Superform, then, is a fine example of what can be done by a daily newspaper to provide a comprehensive formguide for its readers. Naturally, because of space constraints, there are limits to what any newspaper can provide.

I think the Courier-Mail goes about as close as you're going to get to having a national newspaper formguide.

Down south, there are several other guides that can lay claim to being in the top-class bracket. I'll be writing about the Sydney Morning Herald and the Sydney Daily Telegraph in the November PPM.

The Melbourne Herald-Sun offers a daily pullout guide and a very good one it is, too. However, it does have a strong Melbourne/Victoria bias.

This applies to the weekend guide as well. The 'Superform' (there's that tired old name again) guide it publishes on Fridays is an excellent one so far as Melbourne racing is concerned.

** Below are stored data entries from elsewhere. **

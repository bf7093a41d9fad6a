//! One-shot hardware peripheral initialization.
//!
//! Configures the ADC1 oneshot unit for the three CT clamp channels and
//! the one-wire GPIO for the temperature probes, using raw ESP-IDF sys
//! calls. Called once from `main()` before the sampling loop starts.

#[cfg(target_os = "espidf")]
use esp_idf_svc::sys::*;

#[cfg(target_os = "espidf")]
use log::info;

#[cfg(target_os = "espidf")]
use crate::pins;

// ── Error type ────────────────────────────────────────────────

/// Errors during one-shot peripheral initialization.
#[derive(Debug, Clone, Copy, PartialEq, Eq)]
pub enum HwInitError {
    AdcInitFailed(i32),
    GpioConfigFailed(i32),
}

impl core::fmt::Display for HwInitError {
    fn fmt(&self, f: &mut core::fmt::Formatter<'_>) -> core::fmt::Result {
        match self {
            Self::AdcInitFailed(rc) => write!(f, "ADC1 init failed (rc={})", rc),
            Self::GpioConfigFailed(rc) => write!(f, "GPIO config failed (rc={})", rc),
        }
    }
}

#[cfg(target_os = "espidf")]
pub fn init_peripherals() -> Result<(), HwInitError> {
    // SAFETY: Called once from main() before the sampling loop; single-threaded.
    unsafe {
        init_adc()?;
        init_onewire_gpio()?;
    }
    info!("hw_init: all peripherals configured");
    Ok(())
}

#[cfg(not(target_os = "espidf"))]
pub fn init_peripherals() -> Result<(), HwInitError> {
    log::info!("hw_init(sim): peripheral init skipped");
    Ok(())
}

// ── ADC (oneshot) ─────────────────────────────────────────────

#[cfg(target_os = "espidf")]
static mut ADC1_HANDLE: adc_oneshot_unit_handle_t = core::ptr::null_mut();

/// SAFETY: Must be called only from the single-threaded init path or the
/// main-loop ADC read path. No concurrent access is possible because
/// `init_adc()` completes before the sampling loop starts.
#[cfg(target_os = "espidf")]
unsafe fn adc1_handle() -> adc_oneshot_unit_handle_t {
    unsafe { ADC1_HANDLE }
}

#[cfg(target_os = "espidf")]
unsafe fn init_adc() -> Result<(), HwInitError> {
    let init_cfg = adc_oneshot_unit_init_cfg_t {
        unit_id: adc_unit_t_ADC_UNIT_1,
        ulp_mode: adc_ulp_mode_t_ADC_ULP_MODE_DISABLE,
        ..Default::default()
    };
    // SAFETY: ADC1_HANDLE is only written here, once at boot.
    let ret = unsafe { adc_oneshot_new_unit(&init_cfg, &raw mut ADC1_HANDLE) };
    if ret != ESP_OK as i32 {
        return Err(HwInitError::AdcInitFailed(ret));
    }

    let chan_cfg = adc_oneshot_chan_cfg_t {
        atten: adc_atten_t_ADC_ATTEN_DB_12,
        bitwidth: adc_bitwidth_t_ADC_BITWIDTH_12,
    };

    for channel in [
        pins::FAN_CT_ADC_CH,
        pins::COMPRESSOR_CT_ADC_CH,
        pins::GEO_PUMPS_CT_ADC_CH,
    ] {
        let ret = unsafe { adc_oneshot_config_channel(adc1_handle(), channel, &chan_cfg) };
        if ret != ESP_OK as i32 {
            return Err(HwInitError::AdcInitFailed(ret));
        }
    }

    info!(
        "hw_init: ADC1 configured (CH{}=fan, CH{}=compressor, CH{}=pumps)",
        pins::FAN_CT_ADC_CH,
        pins::COMPRESSOR_CT_ADC_CH,
        pins::GEO_PUMPS_CT_ADC_CH
    );
    Ok(())
}

#[cfg(target_os = "espidf")]
pub fn adc1_read(channel: u32) -> u16 {
    let mut raw: i32 = 0;
    // SAFETY: ADC1_HANDLE is written once during init_adc() before this
    // function is called; single-threaded main-loop access guaranteed.
    let ret = unsafe { adc_oneshot_read(adc1_handle(), channel, &mut raw) };
    if ret != ESP_OK as i32 {
        return 0;
    }
    raw.max(0) as u16
}

#[cfg(not(target_os = "espidf"))]
pub fn adc1_read(_channel: u32) -> u16 {
    0
}

// ── One-wire GPIO ─────────────────────────────────────────────

// Open-drain with pull-up: the bus idles high, any writer pulls low.
#[cfg(target_os = "espidf")]
unsafe fn init_onewire_gpio() -> Result<(), HwInitError> {
    let gpio = pins::ONE_WIRE_GPIO;

    let ret = unsafe { gpio_set_direction(gpio, gpio_mode_t_GPIO_MODE_INPUT_OUTPUT_OD) };
    if ret != ESP_OK as i32 {
        return Err(HwInitError::GpioConfigFailed(ret));
    }
    let ret = unsafe { gpio_set_pull_mode(gpio, gpio_pull_mode_t_GPIO_PULLUP_ONLY) };
    if ret != ESP_OK as i32 {
        return Err(HwInitError::GpioConfigFailed(ret));
    }
    // Release the bus.
    let ret = unsafe { gpio_set_level(gpio, 1) };
    if ret != ESP_OK as i32 {
        return Err(HwInitError::GpioConfigFailed(ret));
    }

    info!("hw_init: one-wire bus on GPIO{}", gpio);
    Ok(())
}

The information is attractively presented, with useful items like strike rates for jockeys and trainers, gear changes and a tipsters' poll for 8 tipsters drawn from a variety of sources.

The formlines are identical to those published in the CourierMail's Superform. The Herald-Sun tends to give a lot of space to greyhound racing, which leads me to suspect that it's all being paid for by the TAB or the racing industry.

Midweek, the Herald-Sun's guide has some interesting column pieces from writers like Shane Templeton. Lots of tips are handed out, along with horses to follow, and there's also a section for horses that are placed on the 'not to be backed' list!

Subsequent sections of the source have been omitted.